Baptized into Christ

The word “baptized” is not the translation of the Greek work in Romans 6:3-4, but a transliteration spelling it out in English letters. The word in the original language means to dip. The figurative use of the word means to take on a new identification. After I dip a white shirt into red dye I no longer refer to it as the “white shirt,” but the red shirt. It has a new identification.

The apostle Paul wrote, “Do you not know that all of us who have been baptized into Christ Jesus have been baptized into His death?” (v. 3).

The word Baptizo in Romans six means “the introduction or placing of a person or thing into a new environment or into union with something else so as to alter its condition or its relationship to its previous environment or condition.”

Paul is referring to the act of God when He introduces a believing sinner into a vital union with Jesus Christ. In this vital relationship the power of his sinful nature is broken and the divine nature implanted through his identification with Christ in His death, burial and resurrection. The believer’s relation to his previous state and environment is changed and he now has a new environment which is defined as being “in Christ.”

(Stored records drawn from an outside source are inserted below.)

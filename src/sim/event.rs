use crate::dynamics::state::Sample;
use crate::sim::runner::Outcome;
use crate::sim::sink::SampleSink;

// ---------------------------------------------------------------------------
// Flight events
// ---------------------------------------------------------------------------

/// Kinds of flight events.
#[derive(Debug, Clone, PartialEq)]
pub enum EventKind {
    Apex,
    Impact,
}

/// A discrete event, stamped with the sample it refers to.
#[derive(Debug, Clone)]
pub struct FlightEvent {
    pub kind: EventKind,
    pub sample: Sample,
}

/// Trait for passive event detectors.
/// Implementations inspect consecutive samples and report events.
pub trait EventDetector {
    /// Returns the event kind and which of the two samples it belongs to.
    fn check(&mut self, prev: &Sample, current: &Sample) -> Option<(EventKind, Sample)>;
}

/// Detects the apex (vertical speed going from positive to non-positive).
///
/// Position is advanced with the updated velocity, so the highest sample is
/// the last one still climbing: the event is stamped with `prev`.
pub struct ApexDetector;

impl EventDetector for ApexDetector {
    fn check(&mut self, prev: &Sample, current: &Sample) -> Option<(EventKind, Sample)> {
        if prev.vel.y > 0.0 && current.vel.y <= 0.0 {
            Some((EventKind::Apex, *prev))
        } else {
            None
        }
    }
}

/// Detects the crossing of the ground plane.
pub struct ImpactDetector;

impl EventDetector for ImpactDetector {
    fn check(&mut self, prev: &Sample, current: &Sample) -> Option<(EventKind, Sample)> {
        if !prev.is_below_ground() && current.is_below_ground() {
            Some((EventKind::Impact, *current))
        } else {
            None
        }
    }
}

// ---------------------------------------------------------------------------
// Event log sink
// ---------------------------------------------------------------------------

/// Sink that runs a set of detectors over the sample stream.
pub struct EventLog {
    detectors: Vec<Box<dyn EventDetector>>,
    prev: Option<Sample>,
    pub events: Vec<FlightEvent>,
}

impl EventLog {
    pub fn new() -> Self {
        Self { detectors: Vec::new(), prev: None, events: Vec::new() }
    }

    /// Apex and impact detection.
    pub fn standard() -> Self {
        Self::new().with(ApexDetector).with(ImpactDetector)
    }

    pub fn with(mut self, detector: impl EventDetector + 'static) -> Self {
        self.detectors.push(Box::new(detector));
        self
    }

    pub fn first(&self, kind: &EventKind) -> Option<&FlightEvent> {
        self.events.iter().find(|e| &e.kind == kind)
    }
}

impl Default for EventLog {
    fn default() -> Self {
        Self::new()
    }
}

impl SampleSink for EventLog {
    fn accept(&mut self, sample: &Sample) {
        if let Some(prev) = self.prev {
            for det in self.detectors.iter_mut() {
                if let Some((kind, at)) = det.check(&prev, sample) {
                    self.events.push(FlightEvent { kind, sample: at });
                }
            }
        }
        self.prev = Some(*sample);
    }

    fn finish(&mut self, _outcome: &Outcome) {
        self.prev = None;
    }
}

#[cfg(test)]
mod tests {
    use super::*;
    use nalgebra::Vector2;

    fn make_sample(step: usize, alt: f64, vy: f64) -> Sample {
        Sample {
            step,
            time: step as f64 * 0.01,
            pos: Vector2::new(0.0, alt),
            vel: Vector2::new(1.0, vy),
        }
    }

    #[test]
    fn apex_detected_on_last_climbing_sample() {
        let mut det = ApexDetector;
        let prev = make_sample(4, 0.5, 0.1);
        let curr = make_sample(5, 0.499, -0.05);
        let (kind, at) = det.check(&prev, &curr).unwrap();
        assert_eq!(kind, EventKind::Apex);
        assert_eq!(at.step, 4);
    }

    #[test]
    fn impact_detected_below_ground() {
        let mut det = ImpactDetector;
        let prev = make_sample(9, 0.01, -2.0);
        let curr = make_sample(10, -0.01, -2.0);
        let (kind, at) = det.check(&prev, &curr).unwrap();
        assert_eq!(kind, EventKind::Impact);
        assert_eq!(at.step, 10);
    }

    #[test]
    fn event_log_collects_in_order() {
        let mut log = EventLog::standard();
        let samples = [
            make_sample(0, 0.0, 1.0),
            make_sample(1, 0.01, 0.5),
            make_sample(2, 0.015, -0.5),
            make_sample(3, 0.01, -1.0),
            make_sample(4, -0.001, -1.5),
        ];
        for s in &samples {
            log.accept(s);
        }
        let kinds: Vec<EventKind> = log.events.iter().map(|e| e.kind.clone()).collect();
        assert_eq!(kinds, vec![EventKind::Apex, EventKind::Impact]);
        assert_eq!(log.first(&EventKind::Apex).unwrap().sample.step, 1);
    }
}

God placed us in Christ when He died so that we might share His death and thus come into the benefits of that identification with Him. We were placed in a new environment, Christ. We have a vital union with Christ. Paul declares we are “in Christ.” In our new environment in Christ we have righteousness and life. Our condition is changed from that of a sinner to that of a saint.

The Holy Spirit baptized us into Christ. He placed us in Christ in order that we might share His death and be separated from the evil nature. He also placed us in Christ in order that we might share His resurrection and have His divine life imparted to us. The Spirit of the resurrected Christ imparts to us a new quality of life. It is a new source of life that God imparts to us. It is only through this new source of life that we have the ethical and spiritual energy to live the Christian life.

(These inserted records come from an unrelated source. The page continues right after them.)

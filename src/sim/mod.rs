pub mod config;
pub mod event;
pub mod integrator;
pub mod runner;
pub mod sink;

pub use config::{presets, SimulationConfig, SimulationConfigBuilder};
pub use integrator::euler_step;
pub use runner::{integrate, simulate, simulate_with, Outcome, Samples};
pub use sink::{Pacing, Paced, Recorder, SampleSink};
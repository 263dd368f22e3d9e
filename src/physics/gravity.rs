use nalgebra::Vector2;

/// Uniform gravity acceleration (launch plane, y up).
pub fn gravity_accel(g: f64) -> Vector2<f64> {
    Vector2::new(0.0, -g)
}

#[cfg(test)]
mod tests {
    use super::*;

    #[test]
    fn gravity_points_down() {
        let a = gravity_accel(9.81);
        assert_eq!(a.x, 0.0);
        assert_eq!(a.y, -9.81);
    }
}
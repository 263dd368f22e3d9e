use nalgebra::Vector2;

use crate::dynamics::state::KinematicState;
use crate::physics::gravity::gravity_accel;
use crate::physics::DragModel;
use crate::sim::config::SimulationConfig;

// ---------------------------------------------------------------------------
// Planar point-mass equations of motion
// ---------------------------------------------------------------------------

/// Body and environment parameters that enter the equations of motion.
#[derive(Debug, Clone, Copy)]
pub struct PointMass {
    pub mass: f64,    // kg
    pub gravity: f64, // m/s^2
    pub drag: DragModel,
}

impl PointMass {
    pub fn from_config(config: &SimulationConfig) -> Self {
        Self {
            mass: config.mass,
            gravity: config.gravity,
            drag: config.drag_model(),
        }
    }
}

/// Acceleration of the body in the given state.
///
/// Forces modeled:
///   1. Gravity: uniform, straight down
///   2. Drag: quadratic, opposing velocity
pub fn acceleration(state: &KinematicState, body: &PointMass) -> Vector2<f64> {
    let f_drag = body.drag.force(&state.vel);
    f_drag / body.mass + gravity_accel(body.gravity)
}
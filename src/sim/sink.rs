use std::thread;
use std::time::Duration;

use crate::dynamics::state::Sample;
use crate::sim::runner::Outcome;

// ---------------------------------------------------------------------------
// Sample consumers
// ---------------------------------------------------------------------------

/// Trait for trajectory consumers (plots, tables, exporters).
///
/// Implement this to receive samples as the integrator produces them.
pub trait SampleSink {
    /// Called once per sample, in time order.
    fn accept(&mut self, sample: &Sample);

    /// Called once after the landing sample has been accepted.
    fn finish(&mut self, _outcome: &Outcome) {}
}

impl<S: SampleSink + ?Sized> SampleSink for &mut S {
    fn accept(&mut self, sample: &Sample) {
        (**self).accept(sample)
    }

    fn finish(&mut self, outcome: &Outcome) {
        (**self).finish(outcome)
    }
}

/// Collects every sample (bulk delivery).
#[derive(Debug, Default)]
pub struct Recorder {
    pub samples: Vec<Sample>,
    pub finished: bool,
}

impl Recorder {
    pub fn new() -> Self {
        Self::default()
    }

    /// (x, y) pairs, ready for a line plot.
    pub fn points(&self) -> Vec<[f64; 2]> {
        self.samples.iter().map(|s| [s.pos.x, s.pos.y]).collect()
    }
}

impl SampleSink for Recorder {
    fn accept(&mut self, sample: &Sample) {
        self.samples.push(*sample);
    }

    fn finish(&mut self, _outcome: &Outcome) {
        self.finished = true;
    }
}

/// Adapts a closure into a sink.
pub struct FnSink<F: FnMut(&Sample)>(pub F);

impl<F: FnMut(&Sample)> SampleSink for FnSink<F> {
    fn accept(&mut self, sample: &Sample) {
        (self.0)(sample)
    }
}

// ---------------------------------------------------------------------------
// Pacing
// ---------------------------------------------------------------------------

pub const DEFAULT_FRAME_DELAY: Duration = Duration::from_millis(1);

/// How fast samples are handed to a consumer.
#[derive(Debug, Clone, Copy, PartialEq, Eq, Default)]
pub enum Pacing {
    /// As fast as they are computed.
    #[default]
    Immediate,
    /// Pause after each sample, for animated drawing.
    Animated(Duration),
}

impl Pacing {
    pub fn from_flag(animate: bool, delay: Duration) -> Self {
        if animate {
            Pacing::Animated(delay)
        } else {
            Pacing::Immediate
        }
    }

    pub fn delay(&self) -> Duration {
        match self {
            Pacing::Immediate => Duration::ZERO,
            Pacing::Animated(d) => *d,
        }
    }
}

/// Wraps a sink and sleeps after every accepted sample.
pub struct Paced<S> {
    inner: S,
    pacing: Pacing,
}

impl<S: SampleSink> Paced<S> {
    pub fn new(inner: S, pacing: Pacing) -> Self {
        Self { inner, pacing }
    }

    pub fn into_inner(self) -> S {
        self.inner
    }
}

impl<S: SampleSink> SampleSink for Paced<S> {
    fn accept(&mut self, sample: &Sample) {
        self.inner.accept(sample);
        if let Pacing::Animated(delay) = self.pacing {
            thread::sleep(delay);
        }
    }

    fn finish(&mut self, outcome: &Outcome) {
        self.inner.finish(outcome)
    }
}
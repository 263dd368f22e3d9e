use std::io::{self, Write};

use crate::dynamics::state::Sample;

/// Write trajectory data to CSV format.
///
/// Columns: step, time, x, y, vx, vy
pub fn write_trajectory<W: Write>(writer: &mut W, trajectory: &[Sample]) -> io::Result<()> {
    writeln!(writer, "step,time,x,y,vx,vy")?;
    for s in trajectory {
        write_row(writer, s)?;
    }
    Ok(())
}

/// Write a single data row (no header).
pub fn write_row<W: Write>(writer: &mut W, s: &Sample) -> io::Result<()> {
    writeln!(
        writer,
        "{},{:.4},{:.6},{:.6},{:.6},{:.6}",
        s.step, s.time, s.pos.x, s.pos.y, s.vel.x, s.vel.y,
    )
}

/// Write trajectory to a CSV file at the given path.
pub fn write_trajectory_file(path: &str, trajectory: &[Sample]) -> io::Result<()> {
    let mut file = io::BufWriter::new(std::fs::File::create(path)?);
    write_trajectory(&mut file, trajectory)?;
    file.flush()
}
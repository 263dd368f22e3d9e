use crate::dynamics;
use crate::dynamics::point_mass::PointMass;
use crate::dynamics::state::KinematicState;

// ---------------------------------------------------------------------------
// Semi-implicit (symplectic) Euler
// ---------------------------------------------------------------------------

/// Single step: velocity first, then position from the *updated* velocity.
pub fn euler_step(state: &KinematicState, body: &PointMass, dt: f64) -> KinematicState {
    let accel = dynamics::acceleration(state, body);
    let vel = state.vel + accel * dt;
    KinematicState {
        pos: state.pos + vel * dt,
        vel,
    }
}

Why did God do this for us? We share Christ’s resurrection in order that we may order our behavior in the power of this new life. With the power of this new power we can consistently say no to sin and yes to the indwelling Christ. We do not have to sustain the same relationship to sin that we were in the habit of before we became Christians.

“Therefore we have been buried with Him, through baptism into death, in order that as Christ was raised from the dead through the glory of the Father, so we too might walk in newness of life” (v. 4).

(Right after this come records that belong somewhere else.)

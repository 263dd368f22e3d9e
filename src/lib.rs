//! # projectile-sim
//!
//! Planar projectile flight under uniform gravity and quadratic air drag,
//! integrated with semi-implicit Euler until the projectile drops below the
//! ground plane.
//!
//! ```no_run
//! use projectile_sim::sim::{self, SimulationConfig};
//!
//! let config = SimulationConfig::builder().angle(60.0).velocity(8.0).build()?;
//! for sample in sim::integrate(&config)? {
//!     let sample = sample?;
//!     println!("{:.3} {:.3}", sample.x(), sample.y());
//! }
//! # Ok::<(), projectile_sim::SimError>(())
//! ```

pub mod dynamics;
pub mod error;
pub mod io;
pub mod physics;
pub mod sim;

pub use error::{Result, SimError};

pub mod types {
    pub use crate::dynamics::state::{KinematicState, Sample, G0};
    pub use crate::physics::DragModel;
    pub use crate::sim::config::SimulationConfig;
}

Water baptism symbolizes the power of the sinful nature being broken, because we are dead in Christ, and the divine power that we have in our identification with His resurrection. We have now been permanently delivered from the power of sin. God has imparted to us a divine nature, new life, spiritual birth and we can now respond to it rather than sin.

The apostle Paul commands us to live “as instruments of righteousness unto God” (Rom. 6:13). We do not do this in our strength, but in His power of the resurrection.

It is a resurrection that restores the lost image of God, in which we were created by making us to awake in the likeness of Christ. We are new creatures in Christ Jesus.

One day when Christ returns we will stand with Him with resurrected bodies in glory. Our whole nature, body, soul and spirit” will be “made alive in Christ.” And if we are in our Lord, our physical restitution is assumed to us with equal certainty with our spiritual.

We enjoy the righteousness of Christ now and on the great day of the resurrection we will be clad in the incorruptible glory of redeemed bodies (Rom. 6:9; Rev. 20:6).

We share in the resurrection power today (Cot 3:1, 3). The believer cannot deliberately live in sin because we have this new relationship and identification with Christ. We have died to the old life, and have been raised up to enjoy a new life in Christ. Because we are alive in Christ we are admonished to “walk in newness of life by abiding in Christ.”

Dead in Christ—risen from the dead—alive in Christ and free to walk in the newness of His life.